Can you tell me more about psychodynamic therapy? I've asked my psychiatrist about different types of therapy in the past, but he tends to do his own thing. He basically just asks me to talk about what is going on in my life, and he periodically asks follow-up questions, or makes suggestions about possible connections between things I have said, and if I ask him to suggest a course of action he will give me a little guidance.

After med school and residency this guy spent several years training at a psychoanalytic institute, so I trust that his approach to psychotherapy is based on some expertise, but I don't know if he really 'takes requests' when it comes to forms of psychotherapy.

He's always been supportive of my interest in psychiatry and psychopharmacology. He loans me issues of the academic journals he subscribes to, he gave me his old PDR, and he's loaned me a couple textbooks that's he's used when teaching at the UCLA med school. And if I come in for our weekly session and I ask him a bunch of questions about treating schizophrenic patients or about his experience running a psych hospital (which he did when he was younger), he's happy to talk to me about that for the whole time. It's like having weekly one-on-one access to an expert in a field I am intensely curious about, in addition to having a caring doctor that I like.
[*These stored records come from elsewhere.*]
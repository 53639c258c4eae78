//! Adapts one data channel into a reliable bidirectional byte stream.
//!
//! Reads are buffered so coalesced datagram records drain without blocking the
//! transport. Writes respect the channel's buffered amount: past the
//! high-water mark the writer suspends until the transport signals the
//! low-water threshold. Exactly one writer is supported per channel.

use std::{
    future::Future,
    io,
    pin::Pin,
    sync::Arc,
    task::{Context, Poll},
};

use bytes::Bytes;
use tokio::{
    io::{AsyncRead, AsyncWrite, ReadBuf},
    sync::{oneshot, Notify},
    time::{Instant, Sleep},
};
use webrtc::data::data_channel::DataChannel;
use webrtc::data_channel::{data_channel_state::RTCDataChannelState, RTCDataChannel};

use crate::Error;

/// Read buffer size; large enough to absorb a full coalesced SCTP message.
pub const READ_BUFFER_SIZE: usize = 64 * 1024;

/// Suspend writes once this much is queued in the transport.
pub const DEFAULT_HIGH_WATER: usize = 1024 * 1024;

/// Resume writes once the transport's queue drains below this.
pub const DEFAULT_LOW_WATER: usize = 512 * 1024;

/// The raw operations a channel transport must provide.
pub trait ChannelIo: Send + Sync + 'static {
    /// Bytes queued in the transport but not yet sent.
    fn buffered_amount(&self) -> usize;
    fn read(&self, buf: &mut [u8]) -> impl Future<Output = io::Result<usize>> + Send;
    fn write(&self, data: &[u8]) -> impl Future<Output = io::Result<usize>> + Send;
    fn close(&self) -> impl Future<Output = io::Result<()>> + Send;
}

type ReadFut = Pin<Box<dyn Future<Output = io::Result<Vec<u8>>> + Send>>;
type WriteFut = Pin<Box<dyn Future<Output = io::Result<usize>> + Send>>;
type UnitFut = Pin<Box<dyn Future<Output = io::Result<()>> + Send>>;
type WaitFut = Pin<Box<dyn Future<Output = ()> + Send>>;

/// A byte stream over one channel, with write backpressure and optional
/// read/write deadlines.
///
/// A deadline failure surfaces a [`io::ErrorKind::TimedOut`] error but does
/// not poison the stream: the interrupted operation stays pending internally
/// and resumes on the next call once the deadline is cleared or extended.
pub struct ChannelStream<C: ChannelIo> {
    io: Arc<C>,
    low_water_notify: Arc<Notify>,
    high_water: usize,
    low_water: usize,

    readbuf: Bytes,
    read_fut: Option<ReadFut>,
    write_fut: Option<WriteFut>,
    wait_fut: Option<WaitFut>,
    close_fut: Option<UnitFut>,
    closed: bool,

    read_deadline: Option<Pin<Box<Sleep>>>,
    write_deadline: Option<Pin<Box<Sleep>>>,
}

impl<C: ChannelIo> ChannelStream<C> {
    /// Wraps a transport with the default watermarks. `low_water_notify` must
    /// be signalled by the transport whenever its queue drains below the
    /// low-water threshold.
    pub fn new(io: Arc<C>, low_water_notify: Arc<Notify>) -> Self {
        Self::with_watermarks(io, low_water_notify, DEFAULT_HIGH_WATER, DEFAULT_LOW_WATER)
    }

    pub fn with_watermarks(io: Arc<C>, low_water_notify: Arc<Notify>, high_water: usize, low_water: usize) -> Self {
        Self {
            io,
            low_water_notify,
            high_water,
            low_water,
            readbuf: Bytes::new(),
            read_fut: None,
            write_fut: None,
            wait_fut: None,
            close_fut: None,
            closed: false,
            read_deadline: None,
            write_deadline: None,
        }
    }

    /// Sets or clears the absolute deadline for pending and future reads.
    pub fn set_read_deadline(&mut self, deadline: Option<Instant>) {
        self.read_deadline = deadline.map(|at| Box::pin(tokio::time::sleep_until(at)));
    }

    /// Sets or clears the absolute deadline for pending and future writes.
    pub fn set_write_deadline(&mut self, deadline: Option<Instant>) {
        self.write_deadline = deadline.map(|at| Box::pin(tokio::time::sleep_until(at)));
    }
}

fn deadline_expired(deadline: &mut Option<Pin<Box<Sleep>>>, cx: &mut Context<'_>) -> bool {
    match deadline {
        Some(sleep) => sleep.as_mut().poll(cx).is_ready(),
        None => false,
    }
}

fn timed_out(op: &str) -> io::Error {
    io::Error::new(io::ErrorKind::TimedOut, format!("{op} deadline exceeded"))
}

impl<C: ChannelIo> AsyncRead for ChannelStream<C> {
    fn poll_read(self: Pin<&mut Self>, cx: &mut Context<'_>, out: &mut ReadBuf<'_>) -> Poll<io::Result<()>> {
        let this = self.get_mut();
        loop {
            if !this.readbuf.is_empty() {
                let n = this.readbuf.len().min(out.remaining());
                out.put_slice(&this.readbuf.split_to(n));
                return Poll::Ready(Ok(()));
            }

            let fut = this.read_fut.get_or_insert_with(|| {
                let io = Arc::clone(&this.io);
                Box::pin(async move {
                    let mut buf = vec![0u8; READ_BUFFER_SIZE];
                    let n = io.read(&mut buf).await?;
                    buf.truncate(n);
                    Ok(buf)
                })
            });

            match fut.as_mut().poll(cx) {
                Poll::Ready(Ok(buf)) => {
                    this.read_fut = None;
                    if buf.is_empty() {
                        return Poll::Ready(Ok(())); // EOF
                    }
                    this.readbuf = Bytes::from(buf);
                }
                Poll::Ready(Err(error)) => {
                    this.read_fut = None;
                    return Poll::Ready(Err(error));
                }
                Poll::Pending => {
                    if deadline_expired(&mut this.read_deadline, cx) {
                        return Poll::Ready(Err(timed_out("read")));
                    }
                    return Poll::Pending;
                }
            }
        }
    }
}

impl<C: ChannelIo> AsyncWrite for ChannelStream<C> {
    fn poll_write(self: Pin<&mut Self>, cx: &mut Context<'_>, data: &[u8]) -> Poll<Result<usize, io::Error>> {
        let this = self.get_mut();
        if this.closed {
            return Poll::Ready(Err(io::Error::new(io::ErrorKind::BrokenPipe, "channel is closed")));
        }

        loop {
            if let Some(fut) = &mut this.write_fut {
                return match fut.as_mut().poll(cx) {
                    Poll::Ready(result) => {
                        this.write_fut = None;
                        Poll::Ready(result)
                    }
                    Poll::Pending => {
                        if deadline_expired(&mut this.write_deadline, cx) {
                            return Poll::Ready(Err(timed_out("write")));
                        }
                        Poll::Pending
                    }
                };
            }

            if let Some(wait) = &mut this.wait_fut {
                match wait.as_mut().poll(cx) {
                    Poll::Ready(()) => {
                        this.wait_fut = None;
                        continue; // re-evaluate the watermark
                    }
                    Poll::Pending => {
                        // The low-water signal may have fired between the
                        // watermark check and the waiter registering.
                        if this.io.buffered_amount() <= this.low_water {
                            this.wait_fut = None;
                            continue;
                        }
                        if deadline_expired(&mut this.write_deadline, cx) {
                            return Poll::Ready(Err(timed_out("write")));
                        }
                        return Poll::Pending;
                    }
                }
            }

            if this.io.buffered_amount() > this.high_water {
                let notify = Arc::clone(&this.low_water_notify);
                this.wait_fut = Some(Box::pin(async move { notify.notified().await }));
                continue;
            }

            let io = Arc::clone(&this.io);
            let chunk = data.to_vec();
            this.write_fut = Some(Box::pin(async move { io.write(&chunk).await }));
        }
    }

    fn poll_flush(self: Pin<&mut Self>, _cx: &mut Context<'_>) -> Poll<Result<(), io::Error>> {
        Poll::Ready(Ok(()))
    }

    fn poll_shutdown(self: Pin<&mut Self>, cx: &mut Context<'_>) -> Poll<Result<(), io::Error>> {
        let this = self.get_mut();
        if this.closed && this.close_fut.is_none() {
            return Poll::Ready(Ok(()));
        }

        let fut = this.close_fut.get_or_insert_with(|| {
            let io = Arc::clone(&this.io);
            Box::pin(async move { io.close().await })
        });

        match fut.as_mut().poll(cx) {
            Poll::Ready(result) => {
                this.close_fut = None;
                this.closed = true;
                Poll::Ready(result)
            }
            Poll::Pending => Poll::Pending,
        }
    }
}

/// A detached WebRTC data channel as a [`ChannelIo`].
pub struct DetachedChannel {
    dc: Arc<DataChannel>,
}

impl ChannelIo for DetachedChannel {
    fn buffered_amount(&self) -> usize {
        self.dc.buffered_amount()
    }

    async fn read(&self, buf: &mut [u8]) -> io::Result<usize> {
        self.dc.read(buf).await.map_err(io::Error::other)
    }

    async fn write(&self, data: &[u8]) -> io::Result<usize> {
        self.dc.write(&Bytes::copy_from_slice(data)).await.map_err(io::Error::other)
    }

    async fn close(&self) -> io::Result<()> {
        self.dc.close().await.map_err(io::Error::other)
    }
}

/// Waits for the data channel to open, detaches it and wraps it into a
/// [`ChannelStream`] wired to the channel's buffered-amount-low signal.
pub async fn open_channel_stream(dc: Arc<RTCDataChannel>) -> Result<ChannelStream<DetachedChannel>, Error> {
    wait_open(&dc).await?;

    let notify = Arc::new(Notify::new());
    dc.set_buffered_amount_low_threshold(DEFAULT_LOW_WATER).await;
    let low_water_notify = Arc::clone(&notify);
    dc.on_buffered_amount_low(Box::new(move || {
        let notify = Arc::clone(&low_water_notify);
        Box::pin(async move { notify.notify_waiters() })
    }))
    .await;

    let detached = dc.detach().await?;
    Ok(ChannelStream::new(Arc::new(DetachedChannel { dc: detached }), notify))
}

async fn wait_open(dc: &Arc<RTCDataChannel>) -> Result<(), Error> {
    if dc.ready_state() == RTCDataChannelState::Open {
        return Ok(());
    }

    let (tx, rx) = oneshot::channel::<Result<(), Error>>();
    let tx = Arc::new(std::sync::Mutex::new(Some(tx)));

    let on_open_tx = Arc::clone(&tx);
    dc.on_open(Box::new(move || {
        if let Some(tx) = on_open_tx.lock().unwrap().take() {
            let _ = tx.send(Ok(()));
        }
        Box::pin(async {})
    }));

    let on_error_tx = Arc::clone(&tx);
    dc.on_error(Box::new(move |error| {
        if let Some(tx) = on_error_tx.lock().unwrap().take() {
            let _ = tx.send(Err(Error::TransportFailed(error.to_string())));
        }
        Box::pin(async {})
    }));

    let on_close_tx = Arc::clone(&tx);
    dc.on_close(Box::new(move || {
        if let Some(tx) = on_close_tx.lock().unwrap().take() {
            let _ = tx.send(Err(Error::TransportFailed("channel closed before opening".to_string())));
        }
        Box::pin(async {})
    }));

    // The state may have flipped while the handlers were being installed.
    if dc.ready_state() == RTCDataChannelState::Open {
        return Ok(());
    }

    rx.await.map_err(|_| Error::StreamClosed)?
}
use std::{
    io,
    marker::PhantomData,
    pin::Pin,
    task::{Context, Poll},
};

use bytes::Bytes;
use futures::{ready, Sink, Stream};
use tokio::io::{AsyncRead, AsyncWrite, ReadBuf};

/// What a WebSocket message contributes to a byte stream.
pub enum WsFrame {
    Data(Vec<u8>),
    /// Control traffic handled by the WebSocket layer itself.
    Ignore,
    Close,
}

/// Implemented for the message types of the WebSocket stacks in use.
pub trait WsMessage: Send {
    fn from_bytes(data: Vec<u8>) -> Self;
    fn into_frame(self) -> WsFrame;
}

impl WsMessage for tokio_tungstenite::tungstenite::Message {
    fn from_bytes(data: Vec<u8>) -> Self {
        Self::Binary(data)
    }

    fn into_frame(self) -> WsFrame {
        match self {
            Self::Binary(data) => WsFrame::Data(data),
            Self::Text(text) => WsFrame::Data(text.into_bytes()),
            Self::Close(_) => WsFrame::Close,
            _ => WsFrame::Ignore,
        }
    }
}

impl WsMessage for axum::extract::ws::Message {
    fn from_bytes(data: Vec<u8>) -> Self {
        Self::Binary(data)
    }

    fn into_frame(self) -> WsFrame {
        match self {
            Self::Binary(data) => WsFrame::Data(data),
            Self::Text(text) => WsFrame::Data(text.into_bytes()),
            Self::Close(_) => WsFrame::Close,
            _ => WsFrame::Ignore,
        }
    }
}

/// Presents a binary-message WebSocket as a plain byte stream.
pub struct WsByteStream<S, M> {
    inner: S,
    readbuf: Bytes,
    _marker: PhantomData<M>,
}

impl<S, M> WsByteStream<S, M> {
    pub fn new(inner: S) -> Self {
        Self {
            inner,
            readbuf: Bytes::new(),
            _marker: PhantomData,
        }
    }
}

impl<S, M, E> AsyncRead for WsByteStream<S, M>
where
    S: Stream<Item = Result<M, E>> + Unpin + Send,
    M: WsMessage + Unpin,
    E: std::fmt::Display,
{
    fn poll_read(self: Pin<&mut Self>, cx: &mut Context<'_>, out: &mut ReadBuf<'_>) -> Poll<io::Result<()>> {
        let this = self.get_mut();
        loop {
            if !this.readbuf.is_empty() {
                let n = this.readbuf.len().min(out.remaining());
                out.put_slice(&this.readbuf.split_to(n));
                return Poll::Ready(Ok(()));
            }

            match ready!(Pin::new(&mut this.inner).poll_next(cx)) {
                Some(Ok(msg)) => match msg.into_frame() {
                    WsFrame::Data(data) if data.is_empty() => continue,
                    WsFrame::Data(data) => this.readbuf = Bytes::from(data),
                    WsFrame::Ignore => continue,
                    WsFrame::Close => return Poll::Ready(Ok(())),
                },
                Some(Err(error)) => return Poll::Ready(Err(io::Error::other(error.to_string()))),
                None => return Poll::Ready(Ok(())),
            }
        }
    }
}

impl<S, M, E> AsyncWrite for WsByteStream<S, M>
where
    S: Stream<Item = Result<M, E>> + Sink<M, Error = E> + Unpin + Send,
    M: WsMessage + Unpin,
    E: std::fmt::Display,
{
    fn poll_write(self: Pin<&mut Self>, cx: &mut Context<'_>, data: &[u8]) -> Poll<Result<usize, io::Error>> {
        let this = self.get_mut();
        if let Err(error) = ready!(Pin::new(&mut this.inner).poll_ready(cx)) {
            return Poll::Ready(Err(io::Error::other(error.to_string())));
        }

        match Pin::new(&mut this.inner).start_send(M::from_bytes(data.to_vec())) {
            Ok(()) => Poll::Ready(Ok(data.len())),
            Err(error) => Poll::Ready(Err(io::Error::other(error.to_string()))),
        }
    }

    fn poll_flush(self: Pin<&mut Self>, cx: &mut Context<'_>) -> Poll<Result<(), io::Error>> {
        let this = self.get_mut();
        Pin::new(&mut this.inner)
            .poll_flush(cx)
            .map_err(|error| io::Error::other(error.to_string()))
    }

    fn poll_shutdown(self: Pin<&mut Self>, cx: &mut Context<'_>) -> Poll<Result<(), io::Error>> {
        let this = self.get_mut();
        Pin::new(&mut this.inner)
            .poll_close(cx)
            .map_err(|error| io::Error::other(error.to_string()))
    }
}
In short, I really like this doctor. He doesn't talk down to me, he doesn't tell me things that he knows I already know (and he has a good sense for what I do know and what I don't know). A few times, he has told me that a pharmaceutical rep has recently given him samples of a new drug, and he wants to know what I've seen about that drug in the literature. Of course, I suspect he does this in order to facilitate transference-- heck, I don't know how much I would trust him if he really made it a practice of consulting non-expert mentally ill patients about medication-- but in any event I like it b/c I feel like he's one of the only people in my life that takes me completely seriously. In three years, I've never gotten the "how cute, the patient thinks he knows something about psychiatry" condescension that I expect I would get elsewhere. He's the only person in my life I haven't had to prove myself to.

But, I have no idea if the form of psychotherapy he offers is optimal, b/c I've got no basis for comparison. I do notice two things though: 1) I generally feel better after our appointments than I did before the appointment, even if he hasn't said hardly anything, and 2) often when I am by myself, I start talking to myself mentally as if I were talking to him -- several hours a week of this, in fact, and it feels as effective as the actual therapy. And I never did anything like that before, so who knows.